_RECORDS FOR THIS EXERCISE_.
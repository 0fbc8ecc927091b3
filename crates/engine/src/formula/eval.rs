// Formula evaluator - evaluates expression trees against a value snapshot

use serde::{Deserialize, Serialize};

use crate::name::CellName;

use super::functions;
use super::parser::{Expr, Op};

/// The closed set of cell-local error kinds.
///
/// Every error is recoverable: it is stored as the cell's value and shown
/// with a spreadsheet-style marker. Nothing here ever aborts recalculation.
#[derive(Debug, Clone, Copy, PartialEq, Eq, Serialize, Deserialize)]
#[serde(rename_all = "snake_case")]
pub enum CellError {
    /// Content could not be parsed
    Syntax,
    /// Formula references a cell that does not exist or was deleted
    UndefinedRef,
    /// Cell participates in a dependency cycle
    CircularRef,
    DivByZero,
    /// Function argument outside its mathematical domain
    Domain,
    /// Unknown function name or wrong argument count
    InvalidFunction,
}

impl CellError {
    /// Display marker, in the familiar spreadsheet style.
    pub fn marker(&self) -> &'static str {
        match self {
            CellError::Syntax => "#SYNTAX!",
            CellError::UndefinedRef => "#REF!",
            CellError::CircularRef => "#CYCLE!",
            CellError::DivByZero => "#DIV/0!",
            CellError::Domain => "#NUM!",
            CellError::InvalidFunction => "#NAME?",
        }
    }
}

impl std::fmt::Display for CellError {
    fn fmt(&self, f: &mut std::fmt::Formatter<'_>) -> std::fmt::Result {
        f.write_str(self.marker())
    }
}

/// A cell's evaluation result: a number or an error kind, never both.
#[derive(Debug, Clone, Copy, PartialEq, Serialize, Deserialize)]
#[serde(untagged)]
pub enum Value {
    Number(f64),
    Error(CellError),
}

impl Value {
    pub fn as_number(&self) -> Option<f64> {
        match self {
            Value::Number(n) => Some(*n),
            Value::Error(_) => None,
        }
    }

    pub fn error(&self) -> Option<CellError> {
        match self {
            Value::Number(_) => None,
            Value::Error(e) => Some(*e),
        }
    }

    pub fn is_error(&self) -> bool {
        matches!(self, Value::Error(_))
    }

    /// Change detection that treats NaN as equal to itself, so a NaN-valued
    /// cell does not report as changed on every recalculation.
    pub fn same_as(&self, other: &Value) -> bool {
        match (self, other) {
            (Value::Number(a), Value::Number(b)) => {
                a == b || (a.is_nan() && b.is_nan())
            }
            (Value::Error(a), Value::Error(b)) => a == b,
            _ => false,
        }
    }
}

impl std::fmt::Display for Value {
    fn fmt(&self, f: &mut std::fmt::Formatter<'_>) -> std::fmt::Result {
        match self {
            Value::Number(n) => {
                if n.fract() == 0.0 && n.abs() < 1e15 {
                    write!(f, "{}", *n as i64)
                } else {
                    write!(f, "{}", n)
                }
            }
            Value::Error(e) => f.write_str(e.marker()),
        }
    }
}

/// Read-only snapshot of cell values, as seen during one recalculation.
///
/// `None` means the cell does not exist (which evaluates to
/// `UndefinedRef`, not zero).
pub trait ValueLookup {
    fn value(&self, name: &CellName) -> Option<Value>;
}

impl ValueLookup for rustc_hash::FxHashMap<CellName, Value> {
    fn value(&self, name: &CellName) -> Option<Value> {
        self.get(name).copied()
    }
}

/// Evaluate an expression tree against a snapshot.
///
/// Error propagation: operands and arguments are evaluated left to right
/// and the first error wins; any error flowing into an operation becomes
/// the operation's result unchanged.
pub fn evaluate<L: ValueLookup>(expr: &Expr, lookup: &L) -> Result<f64, CellError> {
    match expr {
        Expr::Number(n) => Ok(*n),
        Expr::Ref(name) => match lookup.value(name) {
            None => Err(CellError::UndefinedRef),
            Some(Value::Error(e)) => Err(e),
            Some(Value::Number(n)) => Ok(n),
        },
        Expr::BinaryOp { op, left, right } => {
            let lhs = evaluate(left, lookup)?;
            let rhs = evaluate(right, lookup)?;
            match op {
                Op::Add => Ok(lhs + rhs),
                Op::Sub => Ok(lhs - rhs),
                Op::Mul => Ok(lhs * rhs),
                Op::Div => {
                    if rhs == 0.0 {
                        Err(CellError::DivByZero)
                    } else {
                        Ok(lhs / rhs)
                    }
                }
                Op::Pow => Ok(lhs.powf(rhs)),
            }
        }
        Expr::Call { name, args } => {
            let mut values = Vec::with_capacity(args.len());
            for arg in args {
                values.push(evaluate(arg, lookup)?);
            }
            functions::call(name, &values)
        }
    }
}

_WHAT THE TASK ASKS_. Copy every line above in which the string "against" shows up.

_SOLUTION FOR THIS EXERCISE_.
// Formula evaluator - evaluates expression trees against a value snapshot
/// Evaluate an expression tree against a snapshot.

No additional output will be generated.